##### DATA TO EXAMINE #####

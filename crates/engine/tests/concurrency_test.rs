// Concurrent decision tests
//
// Several callers act on one instance at once; the optimistic commit loop
// must keep every vote and fire terminal actions exactly once.
//
// Run with: cargo test -p flowgate-engine --test concurrency_test

mod common;

use common::*;
use flowgate_core::{
    Action, ApprovalMode, ApproverRule, Decision, DefinitionDraft, EngineError, ExecuteOn,
    InstanceStatus, TriggerDescriptor,
};
use flowgate_engine::{DomainEvent, EngineConfig};
use serde_json::json;

fn committee_draft(mode: ApprovalMode) -> DefinitionDraft {
    DefinitionDraft::new("Committee", TriggerDescriptor::new("grants", "application_filed"))
        .with_approver(ApproverRule::role(1, "committee").with_mode(mode))
        .with_action(Action::new("notify_approved", ExecuteOn::Approval))
}

fn application() -> DomainEvent {
    DomainEvent::new("grants", "application_filed", "grant-11")
        .with_context(json!({ "requester_id": "alice" }))
}

#[tokio::test(flavor = "multi_thread", worker_threads = 4)]
async fn test_concurrent_votes_are_all_kept() {
    let h = Harness::with_config(EngineConfig::default().with_conflict_retries(10));
    h.install(committee_draft(ApprovalMode::AllRequired)).await;
    let id = h.submit(&employee("alice"), application()).await;

    let members = ["c1", "c2", "c3", "c4", "c5"];
    let handles: Vec<_> = members
        .into_iter()
        .map(|member| {
            let engine = h.engine.clone();
            tokio::spawn(async move {
                engine
                    .record_decision(&manager(member), id, 1, member, Decision::Approve, None)
                    .await
            })
        })
        .collect();
    for handle in handles {
        handle.await.unwrap().unwrap();
    }

    let inst = h.instance(id).await;
    assert_eq!(inst.status, InstanceStatus::Approved);
    assert_eq!(inst.step(1).unwrap().decisions.len(), 5);
    assert_eq!(count_kind(&h.audit(id).await, "decision_recorded"), 5);
    assert_eq!(h.recorder.count("notify_approved"), 1);
}

#[tokio::test(flavor = "multi_thread", worker_threads = 4)]
async fn test_racing_any_one_votes_resolve_once() {
    let h = Harness::with_config(EngineConfig::default().with_conflict_retries(10));
    h.install(committee_draft(ApprovalMode::AnyOne)).await;
    let id = h.submit(&employee("alice"), application()).await;

    let handles: Vec<_> = ["c1", "c2", "c3"]
        .into_iter()
        .map(|member| {
            let engine = h.engine.clone();
            tokio::spawn(async move {
                engine
                    .record_decision(&manager(member), id, 1, member, Decision::Approve, None)
                    .await
            })
        })
        .collect();

    let mut accepted = 0;
    for handle in handles {
        match handle.await.unwrap() {
            Ok(status) => {
                assert_eq!(status, InstanceStatus::Approved);
                accepted += 1;
            }
            // Lost the race after the step was already satisfied
            Err(EngineError::InvalidTransition(_)) => {}
            Err(e) => panic!("unexpected error: {e}"),
        }
    }
    assert!(accepted >= 1);
    assert_eq!(h.instance(id).await.status, InstanceStatus::Approved);
    assert_eq!(h.recorder.count("notify_approved"), 1);
}

#[tokio::test(flavor = "multi_thread", worker_threads = 4)]
async fn test_cancel_racing_approval() {
    let h = Harness::new();
    h.install(
        DefinitionDraft::new("Expense", TriggerDescriptor::new("expenses", "claim_submitted"))
            .with_approver(ApproverRule::direct_manager(1))
            .with_action(Action::new("notify_approved", ExecuteOn::Approval)),
    )
    .await;
    let id = h
        .submit(
            &employee("alice"),
            DomainEvent::new("expenses", "claim_submitted", "claim-4")
                .with_context(json!({ "requester_id": "alice" })),
        )
        .await;

    let approve = {
        let engine = h.engine.clone();
        tokio::spawn(async move {
            engine
                .record_decision(&manager("bob"), id, 1, "bob", Decision::Approve, None)
                .await
        })
    };
    let cancel = {
        let engine = h.engine.clone();
        tokio::spawn(async move { engine.cancel(&admin(), id, "admin-1", "withdrawn").await })
    };
    let (approve, cancel) = (approve.await.unwrap(), cancel.await.unwrap());

    // Exactly one of them wins; the loser sees a terminal instance
    let status = h.instance(id).await.status;
    match status {
        InstanceStatus::Approved => {
            assert!(approve.is_ok());
            assert!(matches!(cancel, Err(EngineError::InvalidTransition(_))));
            assert_eq!(h.recorder.count("notify_approved"), 1);
        }
        InstanceStatus::Cancelled => {
            assert!(cancel.is_ok());
            assert!(approve.is_err());
            assert_eq!(h.recorder.count("notify_approved"), 0);
        }
        other => panic!("unexpected status {other}"),
    }
}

#####

## EXERCISE
Each of the records is to be written out again exactly.

## THE COMPLETED TASK
filename crates/engine/tests/concurrency_test.rs
// Concurrent decision tests
//
// Several callers act on one instance at once; the optimistic commit loop
// must keep every vote and fire terminal actions exactly once.
//
// Run with: cargo test -p flowgate-engine --test concurrency_test

mod common;

use common::*;
use flowgate_core::{
    Action, ApprovalMode, ApproverRule, Decision, DefinitionDraft, EngineError, ExecuteOn,
    InstanceStatus, TriggerDescriptor,
};
use flowgate_engine::{DomainEvent, EngineConfig};
use serde_json::json;

fn committee_draft(mode: ApprovalMode) -> DefinitionDraft {
    DefinitionDraft::new("Committee", TriggerDescriptor::new("grants", "application_filed"))
        .with_approver(ApproverRule::role(1, "committee").with_mode(mode))
        .with_action(Action::new("notify_approved", ExecuteOn::Approval))
}

fn application() -> DomainEvent {
    DomainEvent::new("grants", "application_filed", "grant-11")
        .with_context(json!({ "requester_id": "alice" }))
}

#[tokio::test(flavor = "multi_thread", worker_threads = 4)]
async fn test_concurrent_votes_are_all_kept() {
    let h = Harness::with_config(EngineConfig::default().with_conflict_retries(10));
    h.install(committee_draft(ApprovalMode::AllRequired)).await;
    let id = h.submit(&employee("alice"), application()).await;

    let members = ["c1", "c2", "c3", "c4", "c5"];
    let handles: Vec<_> = members
        .into_iter()
        .map(|member| {
            let engine = h.engine.clone();
            tokio::spawn(async move {
                engine
                    .record_decision(&manager(member), id, 1, member, Decision::Approve, None)
                    .await
            })
        })
        .collect();
    for handle in handles {
        handle.await.unwrap().unwrap();
    }

    let inst = h.instance(id).await;
    assert_eq!(inst.status, InstanceStatus::Approved);
    assert_eq!(inst.step(1).unwrap().decisions.len(), 5);
    assert_eq!(count_kind(&h.audit(id).await, "decision_recorded"), 5);
    assert_eq!(h.recorder.count("notify_approved"), 1);
}

#[tokio::test(flavor = "multi_thread", worker_threads = 4)]
async fn test_racing_any_one_votes_resolve_once() {
    let h = Harness::with_config(EngineConfig::default().with_conflict_retries(10));
    h.install(committee_draft(ApprovalMode::AnyOne)).await;
    let id = h.submit(&employee("alice"), application()).await;

    let handles: Vec<_> = ["c1", "c2", "c3"]
        .into_iter()
        .map(|member| {
            let engine = h.engine.clone();
            tokio::spawn(async move {
                engine
                    .record_decision(&manager(member), id, 1, member, Decision::Approve, None)
                    .await
            })
        })
        .collect();

    let mut accepted = 0;
    for handle in handles {
        match handle.await.unwrap() {
            Ok(status) => {
                assert_eq!(status, InstanceStatus::Approved);
                accepted += 1;
            }
            // Lost the race after the step was already satisfied
            Err(EngineError::InvalidTransition(_)) => {}
            Err(e) => panic!("unexpected error: {e}"),
        }
    }
    assert!(accepted >= 1);
    assert_eq!(h.instance(id).await.status, InstanceStatus::Approved);
    assert_eq!(h.recorder.count("notify_approved"), 1);
}

#[tokio::test(flavor = "multi_thread", worker_threads = 4)]
async fn test_cancel_racing_approval() {
    let h = Harness::new();
    h.install(
        DefinitionDraft::new("Expense", TriggerDescriptor::new("expenses", "claim_submitted"))
            .with_approver(ApproverRule::direct_manager(1))
            .with_action(Action::new("notify_approved", ExecuteOn::Approval)),
    )
    .await;
    let id = h
        .submit(
            &employee("alice"),
            DomainEvent::new("expenses", "claim_submitted", "claim-4")
                .with_context(json!({ "requester_id": "alice" })),
        )
        .await;

    let approve = {
        let engine = h.engine.clone();
        tokio::spawn(async move {
            engine
                .record_decision(&manager("bob"), id, 1, "bob", Decision::Approve, None)
                .await
        })
    };
    let cancel = {
        let engine = h.engine.clone();
        tokio::spawn(async move { engine.cancel(&admin(), id, "admin-1", "withdrawn").await })
    };
    let (approve, cancel) = (approve.await.unwrap(), cancel.await.unwrap());

    // Exactly one of them wins; the loser sees a terminal instance
    let status = h.instance(id).await.status;
    match status {
        InstanceStatus::Approved => {
            assert!(approve.is_ok());
            assert!(matches!(cancel, Err(EngineError::InvalidTransition(_))));
            assert_eq!(h.recorder.count("notify_approved"), 1);
        }
        InstanceStatus::Cancelled => {
            assert!(cancel.is_ok());
            assert!(approve.is_err());
            assert_eq!(h.recorder.count("notify_approved"), 0);
        }
        other => panic!("unexpected status {other}"),
    }
}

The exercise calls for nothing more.